The analysis led to two gene lists: one associated with an increased (positive) maximal lifespan (Pos-MLS) and the second associated with decreased (negative) maximal lifespan (Neg-MLS). They then compared patterns of genetic upregulation and downregulation during aging to human samples, finding many similarities.

The researchers found that the genes fell into two regulatory systems, those in circadian networks and those in pluripotency networks.

Genes controlled by circadian networks were associated with a shorter lifespan (Neg-MLS). The circadian network governs our internal clock and what aspects of our physiology get turned on and off throughout the day, such as energy metabolism and inflammation.

For instance, our body revs up energy metabolism during waking hours and slows it down when we’re sleeping, and if we don’t get enough sleep, our body releases signaling molecules that trigger inflammation.

Short-lived species tended to have a higher expression of these genes and a lower expression of the genes governed by the pluripotency networks (Pos-MLS), which handle DNA repair, RNA transport, and microtubule organization.

Previous research by Gorbunova and her team found that mammals with more efficient DNA repair and a weaker inflammatory response had longer lifespans, according to an article by the University of Rochester.

“To live longer, we have to maintain healthy sleep schedules and avoid exposure to light at night as it may increase the expression of the negative lifespan genes,” Gorbunova said.

Pos-MLS genes involved in DNA repair were downregulated in roughly 50 percent of the human tissues surveyed, while inflammation-associated genes from the Neg-MLS gene list were upregulated in 31 of 45 human tissues.

To take these results from the theoretical to the interventional, the group looked at published datasets that incorporated various interventions that impact maximum lifespan-associated genes.
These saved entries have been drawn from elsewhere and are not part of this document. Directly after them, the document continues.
//! Command-line definition and dispatch for `dsw`.

use std::io::{self, IsTerminal, Write};
use std::panic::{self, AssertUnwindSafe};
use std::path::PathBuf;
use std::thread::JoinHandle;
use std::time::Duration;

use clap::Parser;
use serde_json::{Value, json};
use thiserror::Error;

use drop_sweeper::core::config::{CliOverrides, Config, LoggingConfig};
use drop_sweeper::core::errors::DswError;
use drop_sweeper::daemon::loop_main::WatchDaemon;
use drop_sweeper::logger::activity::{ActivityLoggerConfig, ActivityLoggerHandle, spawn_logger};
use drop_sweeper::logger::journal::{Component, ErrorJournal};
use drop_sweeper::logger::jsonl::JsonlConfig;
use drop_sweeper::scanner::sweep::{RecoveryOutcome, SweepEngine, SweepReport};

/// Keeps a drop folder clear: deletes unprotected archives and clutter,
/// leaves password-protected and signed deliverables in place.
#[derive(Debug, Parser)]
#[command(name = "dsw", author, version, about, long_about = None)]
pub struct Cli {
    /// Directory to monitor and clean.
    #[arg(short, long, value_name = "DIR")]
    path: PathBuf,
    /// Seconds to wait between checks [default: 15].
    #[arg(short, long, value_name = "SECONDS")]
    seconds: Option<u64>,
    /// Hour (0-23) after which the scheduled wipe may run [default: 22].
    #[arg(short, long, value_name = "HOUR")]
    time: Option<u32>,
    /// Write the activity log (activity.jsonl in the log directory).
    #[arg(short, long)]
    log: bool,
    /// Wipe the directory during the off-hours window.
    #[arg(short, long)]
    cleanup: bool,
    /// Comma-separated extensions never inspected or deleted, e.g. `tmp,part`.
    #[arg(short, long, value_name = "EXT,...")]
    exclude: Option<String>,
    /// Override config file path.
    #[arg(long, value_name = "PATH")]
    config: Option<PathBuf>,
    /// Directory for the activity log and the error journal.
    #[arg(long, value_name = "DIR")]
    log_dir: Option<PathBuf>,
    /// Sweep once (with one recovery pass), print a summary, and exit.
    #[arg(long)]
    once: bool,
    /// Force JSON output for the --once summary.
    #[arg(long)]
    json: bool,
}

impl Cli {
    fn overrides(&self) -> CliOverrides {
        CliOverrides {
            root: Some(self.path.clone()),
            poll_interval_secs: self.seconds,
            cleanup_hour: self.time,
            logging_enabled: self.log,
            cleanup_enabled: self.cleanup,
            exclude: self.exclude.clone(),
            log_dir: self.log_dir.clone(),
        }
    }
}

#[derive(Debug, Clone, Copy, PartialEq, Eq)]
enum OutputMode {
    Human,
    Json,
}

#[derive(Debug, Error)]
pub enum CliError {
    #[error(transparent)]
    Dsw(#[from] DswError),
    #[error("{0}")]
    Runtime(String),
    #[error("failed to serialize output: {0}")]
    Json(#[from] serde_json::Error),
    #[error("failed to write output: {0}")]
    Io(#[from] io::Error),
}

pub fn run(cli: &Cli) -> Result<(), CliError> {
    let config = match load_config(cli) {
        Ok(config) => config,
        Err(e) => {
            let journal_dir = cli
                .log_dir
                .clone()
                .unwrap_or_else(|| LoggingConfig::default().dir);
            ErrorJournal::new(journal_dir.join("errors.log")).record_error(Component::Main, &e);
            return Err(e.into());
        }
    };
    let journal = ErrorJournal::new(config.logging.error_journal_path());

    let (logger, logger_join) = match start_logger(&config) {
        Ok(started) => started,
        Err(e) => {
            journal.record_error(Component::Main, &e);
            return Err(e.into());
        }
    };

    let outcome = if cli.once {
        run_once(cli, &config, &logger)
    } else {
        run_daemon(&config, &logger, &journal)
    };

    if let Err(CliError::Dsw(e)) = &outcome {
        journal.record_error(Component::Check, e);
    }

    logger.shutdown();
    if let Some(join) = logger_join {
        let _ = join.join();
    }
    outcome
}

fn load_config(cli: &Cli) -> Result<Config, DswError> {
    let mut config = Config::load(cli.config.as_deref())?;
    config.apply_cli(&cli.overrides());
    config.validated()
}

fn start_logger(
    config: &Config,
) -> Result<(ActivityLoggerHandle, Option<JoinHandle<()>>), DswError> {
    if !config.logging.enabled {
        return Ok((ActivityLoggerHandle::disabled(), None));
    }
    let jsonl = JsonlConfig {
        max_size_bytes: config.logging.max_size_bytes,
        max_rotated_files: config.logging.max_rotated_files,
        ..JsonlConfig::for_path(config.logging.activity_log_path())
    };
    let (handle, join) = spawn_logger(ActivityLoggerConfig::new(jsonl))?;
    Ok((handle, Some(join)))
}

fn run_daemon(
    config: &Config,
    logger: &ActivityLoggerHandle,
    journal: &ErrorJournal,
) -> Result<(), CliError> {
    if let Ok(hash) = config.stable_hash() {
        eprintln!("[DSW-CONFIG] effective config hash {hash}");
    }
    journal.install_panic_hook(Component::Check);

    let mut daemon = WatchDaemon::from_config(config, logger.clone());
    match panic::catch_unwind(AssertUnwindSafe(|| daemon.run())) {
        Ok(result) => result.map_err(CliError::from),
        // The panic hook already journaled the message and backtrace.
        Err(_) => Err(CliError::Runtime(format!(
            "watch loop panicked, see {}",
            journal.path().display()
        ))),
    }
}

fn run_once(cli: &Cli, config: &Config, logger: &ActivityLoggerHandle) -> Result<(), CliError> {
    let engine = SweepEngine::from_config(config)
        .with_logger(logger.clone())
        .with_interval(Duration::ZERO);
    let files = engine.snapshot()?;
    let report = engine.sweep(&files)?;
    let recovery = if report.all_resolved {
        None
    } else {
        Some(engine.recover_bounded(1)?)
    };

    let summary = once_summary(config, &report, recovery.as_ref());
    match output_mode(cli) {
        OutputMode::Json => write_json_line(&summary)?,
        OutputMode::Human => print_summary_human(&summary)?,
    }
    Ok(())
}

fn once_summary(config: &Config, report: &SweepReport, recovery: Option<&RecoveryOutcome>) -> Value {
    let remaining = recovery.map_or(&report.snapshot, RecoveryOutcome::snapshot);
    let settled = report.all_resolved || matches!(recovery, Some(RecoveryOutcome::Converged(_)));
    let unresolved: Vec<String> = report
        .unresolved()
        .map(|o| format!("{} ({})", o.path.display(), o.verdict))
        .collect();
    json!({
        "root": config.watch.root.display().to_string(),
        "files": report.outcomes.len(),
        "deleted": report.count("deleted"),
        "preserved": report.count("preserved"),
        "skipped": report.count("skipped"),
        "vanished": report.count("vanished"),
        "failed": report.count("delete_failed") + report.count("inspection_failed"),
        "remaining": remaining.len(),
        "settled": settled,
        "unresolved": unresolved,
        "duration_ms": u64::try_from(report.duration.as_millis()).unwrap_or(u64::MAX),
    })
}

fn print_summary_human(summary: &Value) -> Result<(), CliError> {
    let mut stdout = io::stdout().lock();
    writeln!(stdout, "root:      {}", summary["root"].as_str().unwrap_or(""))?;
    for key in ["files", "deleted", "preserved", "skipped", "vanished", "failed", "remaining"] {
        writeln!(stdout, "{key:<10} {}", summary[key])?;
    }
    writeln!(stdout, "settled:   {}", summary["settled"])?;
    if let Some(unresolved) = summary["unresolved"].as_array() {
        for entry in unresolved {
            writeln!(stdout, "  kept {}", entry.as_str().unwrap_or(""))?;
        }
    }
    Ok(())
}

fn write_json_line(payload: &Value) -> Result<(), CliError> {
    let mut stdout = io::stdout().lock();
    serde_json::to_writer(&mut stdout, payload)?;
    writeln!(stdout)?;
    Ok(())
}

fn output_mode(cli: &Cli) -> OutputMode {
    let env_mode = std::env::var("DSW_OUTPUT_FORMAT").ok();
    resolve_output_mode(cli.json, env_mode.as_deref(), io::stdout().is_terminal())
}

fn resolve_output_mode(json_flag: bool, env_mode: Option<&str>, stdout_is_tty: bool) -> OutputMode {
    if json_flag {
        return OutputMode::Json;
    }
    let fallback = if stdout_is_tty {
        OutputMode::Human
    } else {
        OutputMode::Json
    };
    match env_mode
        .map(str::trim)
        .map(str::to_ascii_lowercase)
        .as_deref()
    {
        Some("json") => OutputMode::Json,
        Some("human") => OutputMode::Human,
        _ => fallback,
    }
}

#[cfg(test)]
mod tests {
    use super::*;
    use clap::CommandFactory;

    #[test]
    fn clap_definition_is_consistent() {
        Cli::command().debug_assert();
    }

    #[test]
    fn path_is_required() {
        assert!(Cli::try_parse_from(["dsw"]).is_err());
        assert!(Cli::try_parse_from(["dsw", "--seconds", "5"]).is_err());
    }

    #[test]
    fn short_flags_map_to_overrides() {
        let cli = Cli::try_parse_from([
            "dsw", "-p", "/srv/drop", "-s", "30", "-t", "21", "-l", "-c", "-e", "tmp, LOG",
        ])
        .unwrap();
        let overrides = cli.overrides();
        assert_eq!(overrides.root, Some(PathBuf::from("/srv/drop")));
        assert_eq!(overrides.poll_interval_secs, Some(30));
        assert_eq!(overrides.cleanup_hour, Some(21));
        assert!(overrides.logging_enabled);
        assert!(overrides.cleanup_enabled);
        assert_eq!(overrides.exclude.as_deref(), Some("tmp, LOG"));
        assert!(!cli.once);
    }

    #[test]
    fn omitted_values_leave_config_defaults() {
        let cli = Cli::try_parse_from(["dsw", "--path", "/srv/drop", "--once"]).unwrap();
        let mut config = Config::default();
        config.apply_cli(&cli.overrides());
        assert_eq!(config.watch.poll_interval_secs, 15);
        assert_eq!(config.cleanup.hour, 22);
        assert!(!config.logging.enabled);
        assert!(!config.cleanup.enabled);
        assert!(cli.once);
    }

    #[test]
    fn output_mode_resolution_honors_precedence() {
        assert_eq!(
            resolve_output_mode(true, Some("human"), true),
            OutputMode::Json
        );
        assert_eq!(
            resolve_output_mode(false, Some("json"), true),
            OutputMode::Json
        );
        assert_eq!(
            resolve_output_mode(false, Some("human"), false),
            OutputMode::Human
        );
        assert_eq!(resolve_output_mode(false, None, true), OutputMode::Human);
        assert_eq!(resolve_output_mode(false, None, false), OutputMode::Json);
    }
}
They were able to pinpoint compound-based and gene-manipulation-based interventions that influence—and thus may directly or indirectly regulate—these genes.
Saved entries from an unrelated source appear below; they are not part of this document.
//! Container probes: per-format "does it open / does it need a password" checks.
//!
//! Probes only report what they see. The deletion policy that acts on an
//! [`Inspection`] lives in [`crate::scanner::classifier`].

#![allow(missing_docs)]

pub mod p7m;
pub mod rar;
pub mod sevenz;
pub mod zip;

use std::io;
use std::path::Path;

/// Recognized container types, keyed by lower-cased extension.
#[derive(Debug, Clone, Copy, PartialEq, Eq, Hash)]
pub enum ContainerKind {
    Zip,
    Rar,
    SevenZip,
    P7m,
}

impl ContainerKind {
    pub const ALL: [Self; 4] = [Self::Zip, Self::Rar, Self::SevenZip, Self::P7m];

    /// Map an extension key (`".zip"`, as produced by
    /// [`crate::core::paths::extension_key`]) to a container kind.
    pub fn from_extension(extension_key: &str) -> Option<Self> {
        match extension_key {
            ".zip" => Some(Self::Zip),
            ".rar" => Some(Self::Rar),
            ".7z" => Some(Self::SevenZip),
            ".p7m" => Some(Self::P7m),
            _ => None,
        }
    }

    pub const fn label(self) -> &'static str {
        match self {
            Self::Zip => "zip",
            Self::Rar => "rar",
            Self::SevenZip => "7z",
            Self::P7m => "p7m",
        }
    }
}

/// What a probe learned about one file.
#[derive(Debug, Clone, PartialEq, Eq)]
pub enum Inspection {
    /// Opened and read without a password.
    Unprotected,
    /// A password is needed to open the container or decode its entries.
    PasswordRequired,
    /// The bytes do not carry the signature of the claimed type.
    WrongType,
    /// The signature matched but the structure could not be read.
    Corrupt(String),
    /// A later volume of a multi-part set; only the first volume can answer.
    NeedFirstVolume,
    /// A well-formed signed or enveloped container.
    ValidContainer,
}

/// A format-specific inspector.
///
/// `Err` means the file itself could not be read (vanished, locked, permission
/// denied); format problems are reported through [`Inspection`].
pub trait ContainerProbe: Send + Sync {
    fn inspect(&self, path: &Path) -> io::Result<Inspection>;
}

/// The built-in probe for a container kind.
pub fn builtin(kind: ContainerKind) -> Box<dyn ContainerProbe> {
    match kind {
        ContainerKind::Zip => Box::new(zip::ZipProbe),
        ContainerKind::Rar => Box::new(rar::RarProbe),
        ContainerKind::SevenZip => Box::new(sevenz::SevenZipProbe),
        ContainerKind::P7m => Box::new(p7m::P7mProbe),
    }
}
Among the more interesting results, they found that calorie restriction (CR) upregulated both gene lists and suggested that “the development of treatments that separate the ‘beneficial’ effects from ‘deleterious’ effects of CR may further improve the CR effect on lifespan.” In addition, the inhibition of Alzheimer’s-associated beta-amyloid was found to upregulate Pos-MLS genes.
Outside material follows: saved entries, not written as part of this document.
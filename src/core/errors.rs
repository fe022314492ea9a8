//! DSW-prefixed error types with structured error codes.

#![allow(missing_docs)]

use std::path::{Path, PathBuf};

use thiserror::Error;

/// Shared `Result` alias for the project.
pub type Result<T> = std::result::Result<T, DswError>;

/// Top-level error type for drop_sweeper.
#[derive(Debug, Error)]
pub enum DswError {
    #[error("[DSW-1001] invalid configuration: {details}")]
    InvalidConfig { details: String },

    #[error("[DSW-1002] missing configuration file: {path}")]
    MissingConfig { path: PathBuf },

    #[error("[DSW-1003] configuration parse failure in {context}: {details}")]
    ConfigParse {
        context: &'static str,
        details: String,
    },

    #[error("[DSW-2001] watch root unavailable: {path}")]
    RootUnavailable { path: PathBuf },

    #[error("[DSW-2101] serialization failure in {context}: {details}")]
    Serialization {
        context: &'static str,
        details: String,
    },

    #[error("[DSW-3002] IO failure at {path}: {source}")]
    Io {
        path: PathBuf,
        #[source]
        source: std::io::Error,
    },

    #[error("[DSW-3900] runtime failure: {details}")]
    Runtime { details: String },
}

impl DswError {
    /// Stable machine-parseable error code.
    #[must_use]
    pub const fn code(&self) -> &'static str {
        match self {
            Self::InvalidConfig { .. } => "DSW-1001",
            Self::MissingConfig { .. } => "DSW-1002",
            Self::ConfigParse { .. } => "DSW-1003",
            Self::RootUnavailable { .. } => "DSW-2001",
            Self::Serialization { .. } => "DSW-2101",
            Self::Io { .. } => "DSW-3002",
            Self::Runtime { .. } => "DSW-3900",
        }
    }

    /// Whether retrying might resolve the failure.
    #[must_use]
    pub const fn is_retryable(&self) -> bool {
        matches!(
            self,
            Self::RootUnavailable { .. } | Self::Io { .. } | Self::Runtime { .. }
        )
    }

    /// Convenience constructor for IO errors with a known path.
    #[must_use]
    pub fn io(path: impl AsRef<Path>, source: std::io::Error) -> Self {
        Self::Io {
            path: path.as_ref().to_path_buf(),
            source,
        }
    }
}

impl From<serde_json::Error> for DswError {
    fn from(value: serde_json::Error) -> Self {
        Self::Serialization {
            context: "serde_json",
            details: value.to_string(),
        }
    }
}

impl From<toml::de::Error> for DswError {
    fn from(value: toml::de::Error) -> Self {
        Self::ConfigParse {
            context: "toml",
            details: value.to_string(),
        }
    }
}
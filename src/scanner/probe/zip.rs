//! Zip probe: open the central directory and stream every entry through its
//! CRC check, the equivalent of a full integrity test.

use std::fs::File;
use std::io::{self, BufReader, Read, Seek};
use std::path::Path;

use ::zip::ZipArchive;
use ::zip::result::ZipError;

use super::{ContainerProbe, Inspection};

/// Probe backed by the `zip` crate.
#[derive(Debug, Clone, Copy, Default)]
pub struct ZipProbe;

impl ContainerProbe for ZipProbe {
    fn inspect(&self, path: &Path) -> io::Result<Inspection> {
        let file = File::open(path)?;
        Ok(inspect_reader(BufReader::new(file)))
    }
}

/// Inspect an in-memory or on-disk zip stream.
pub fn inspect_reader<R: Read + Seek>(reader: R) -> Inspection {
    let mut archive = match ZipArchive::new(reader) {
        Ok(archive) => archive,
        Err(e) => return Inspection::Corrupt(e.to_string()),
    };

    for index in 0..archive.len() {
        let mut entry = match archive.by_index(index) {
            Ok(entry) => entry,
            Err(ZipError::UnsupportedArchive(ZipError::PASSWORD_REQUIRED)) => {
                return Inspection::PasswordRequired;
            }
            // AES entries without the aes-crypto backend.
            Err(ZipError::UnsupportedArchive(msg)) if msg.contains("encrypted") => {
                return Inspection::PasswordRequired;
            }
            Err(e) => return Inspection::Corrupt(e.to_string()),
        };
        if entry.is_dir() {
            continue;
        }
        // Reading to the end verifies the stored CRC-32.
        if let Err(e) = io::copy(&mut entry, &mut io::sink()) {
            return Inspection::Corrupt(format!("entry {}: {e}", entry.name()));
        }
    }

    Inspection::Unprotected
}

#[cfg(test)]
mod tests {
    use super::*;
    use std::io::{Cursor, Write};

    use ::zip::ZipWriter;
    use ::zip::write::SimpleFileOptions;

    fn build_zip(entries: &[(&str, &[u8])]) -> Vec<u8> {
        let mut writer = ZipWriter::new(Cursor::new(Vec::new()));
        for (name, body) in entries {
            writer
                .start_file(*name, SimpleFileOptions::default())
                .unwrap();
            writer.write_all(body).unwrap();
        }
        writer.finish().unwrap().into_inner()
    }

    #[test]
    fn valid_zip_is_unprotected() {
        let bytes = build_zip(&[("report.txt", b"quarterly numbers"), ("b.csv", b"1,2,3")]);
        assert_eq!(inspect_reader(Cursor::new(bytes)), Inspection::Unprotected);
    }

    #[test]
    fn zipcrypto_entry_needs_password() {
        use ::zip::unstable::write::FileOptionsExt;

        let mut writer = ZipWriter::new(Cursor::new(Vec::new()));
        writer
            .start_file("readme.txt", SimpleFileOptions::default())
            .unwrap();
        writer.write_all(b"public").unwrap();
        writer
            .start_file(
                "payroll.xlsx",
                SimpleFileOptions::default().with_deprecated_encryption(b"hunter2"),
            )
            .unwrap();
        writer.write_all(b"salaries and bonuses").unwrap();
        let bytes = writer.finish().unwrap().into_inner();

        assert_eq!(
            inspect_reader(Cursor::new(bytes)),
            Inspection::PasswordRequired
        );
    }

    #[test]
    fn empty_zip_is_unprotected() {
        let bytes = build_zip(&[]);
        assert_eq!(inspect_reader(Cursor::new(bytes)), Inspection::Unprotected);
    }

    #[test]
    fn garbage_is_corrupt() {
        let inspection = inspect_reader(Cursor::new(b"definitely not a zip".to_vec()));
        assert!(matches!(inspection, Inspection::Corrupt(_)), "{inspection:?}");
    }

    #[test]
    fn truncated_zip_is_corrupt() {
        let mut bytes = build_zip(&[("a.txt", b"hello hello hello")]);
        bytes.truncate(bytes.len() / 2);
        let inspection = inspect_reader(Cursor::new(bytes));
        assert!(matches!(inspection, Inspection::Corrupt(_)), "{inspection:?}");
    }

    #[test]
    fn missing_file_is_io_error() {
        let dir = tempfile::tempdir().unwrap();
        let err = ZipProbe.inspect(&dir.path().join("gone.zip")).unwrap_err();
        assert_eq!(err.kind(), io::ErrorKind::NotFound);
    }
}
Finally, the team used public data to evaluate which processes might regulate our maximal lifespan-associated gene lists, the Pos-MLS gene list. This list was largely regulated by pluripotency factors, a system that scientists are currently exploring in anti-aging research.

“Pluripotent stem cells are characterized by continuous self-renewal while maintaining the potential to differentiate into cells of all three germ layers,” reads a research review published in Stem Cells International in 2016.

Because the Neg-MLS gene lists were regulated by the circadian system, the research supports how important it is to maintain a healthy circadian rhythm.

“We propose that circadian control sets time limits on the activation of many genes related to metabolic processes, limiting their lifespan shortening effects,” the authors wrote. “Based on this hypothesis, long-lived species might have a more robust circadian regulation system than short-lived species like mice.”

This isn’t the first-time circadian rhythms have been implicated in aging. Loss of circadian control is a well-documented component of age progression. Now, armed with genetically based research, we’re beginning to understand why this may be the case.

Long story short, there’s every reason to protect the natural rhythms of your body. Spending time outdoors during the day, prioritizing eye health so that light-dark cues are properly registered, limiting evening screen time, and maintaining a regular sleep schedule can all help to keep the circadian rhythm stronger for longer.